The start of this important book is a long and serious primer on pie crusts. The physical techniques and recipes ranging from basic crust to rolled oat crumble. This is more than step-by-step. This is mini-step-by-mini-step. The instructions are lovingly and expertly detailed. The photos are an artfully crafted trail from flour to finished crust. Even I can do it. And I have.

And then there are the pies. Truly interesting and appealing pies. Organized by season and by month so you’ll make that apple pie — actually an Apple Cider Cream Pie — in January, when the fall apples have rested and the apple cider has peaked. There are six or seven recipes for each month, many with accompanying full page photographs. If you have enough will power to read a recipe title —like Salty Caramel Pie — and move on, then the picture right next to it will bring your finger to a halt. You will think that you have to make this pie. And that is the sign of a great cookbook. You’ve been invited to a treat. You cannot resist. You will bake.

There are treasures here for the entire year. Here’s a month by month selection of ideas that just popped out at me.

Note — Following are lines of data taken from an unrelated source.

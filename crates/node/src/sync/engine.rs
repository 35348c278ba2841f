//! Read-only view over the chain-sync engine.

use serde::{Deserialize, Serialize};

/// Block-height pair reported by the sync engine.
///
/// No ordering between `current` and `highest` is assumed; an engine may
/// momentarily report `current > highest` while it learns about new heads.
#[derive(Debug, Clone, Copy, Default, PartialEq, Eq, Serialize, Deserialize)]
pub struct SyncProgress {
    /// How far local sync has advanced
    pub current: u64,
    /// Best chain height known to the engine
    pub highest: u64,
}

impl SyncProgress {
    pub fn new(current: u64, highest: u64) -> Self {
        Self { current, highest }
    }

    /// Sync is complete once the local head has caught up with the best known head.
    pub fn is_complete(&self) -> bool {
        self.current >= self.highest
    }

    /// Blocks still to fetch, zero when caught up.
    pub fn remaining(&self) -> u64 {
        self.highest.saturating_sub(self.current)
    }
}

/// Minimal capability surface of the node's chain-sync engine.
///
/// Implementations are owned by the node runtime. Both calls must be cheap and
/// free of side effects, since monitors may poll them from several tasks at once.
pub trait SyncEngine: Send + Sync {
    /// Whether the engine is actively fetching or verifying blocks.
    fn synchronizing(&self) -> bool;

    /// Current and highest known block heights.
    fn progress(&self) -> SyncProgress;
}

Remember, there’s plenty more in the book:

  • March’s Samoa Pie with Coconut and Chocolate
  • Avocado Cream in April
  • The Kentucky Derby is in May and so is Mint Julep Pie
  • June brings Strawberry Shortcake Pie and Strawberry Basil
  • July offers Raspberry Vinegar but also Green Tomato
  • August is Watermelon Cream and Root Beer Float
  • September is Perfect Manhattan with bourbon and vermouth but also Concord Grape
  • Mocha Black Bottom comes in October along with Peanut Apple Caramel
  • November’s entry is the Bourbon Ginger Pecan Pie that began this empire
  • Eggnog Cream is the December treat, just in time for Santa
  • Oatmeal Molasses is an old-fashioned, hardy treat for the cold days of January
  • Margarita Pie in February will make you forget the continuing cold, or you can indulge in a Carrot-Ginger Cream Pie

There’s much to be said and praised about in First Prize Pies. These are absolutely interesting pies here, some classics, some extensions that Allison has crafted and then elevated to pie perfection. There is the book itself. I have lots of pie books, including an old copy of The Farm Journal. Pie books first appeared as just text, no pictures, and little explanation. Your imagination was rarely tickled.

First Prize Pies is, instead, a beautiful book. A little quirky with a page layout that has some Art Deco elements, a thoughtful throwback to the idea that pies are perhaps just a little old-fashioned. And yet, they are not. These are jet-age, space-age recipes dotted here month by month. Some recipes bring old flavors to new levels: there’s a Creamsicle pie that can only make you nostalgic. And today’s new flavors, Salted Caramel and Banofee appear in full glory.

You have a full year of pie before you in First Class Pies. You’ll eat first class. You’ll have perfect crust, and your only tears will be joyful ones. You won’t have the same pie twice — unless you want to. And next year, at this time, you can do it all over again. I expect you will.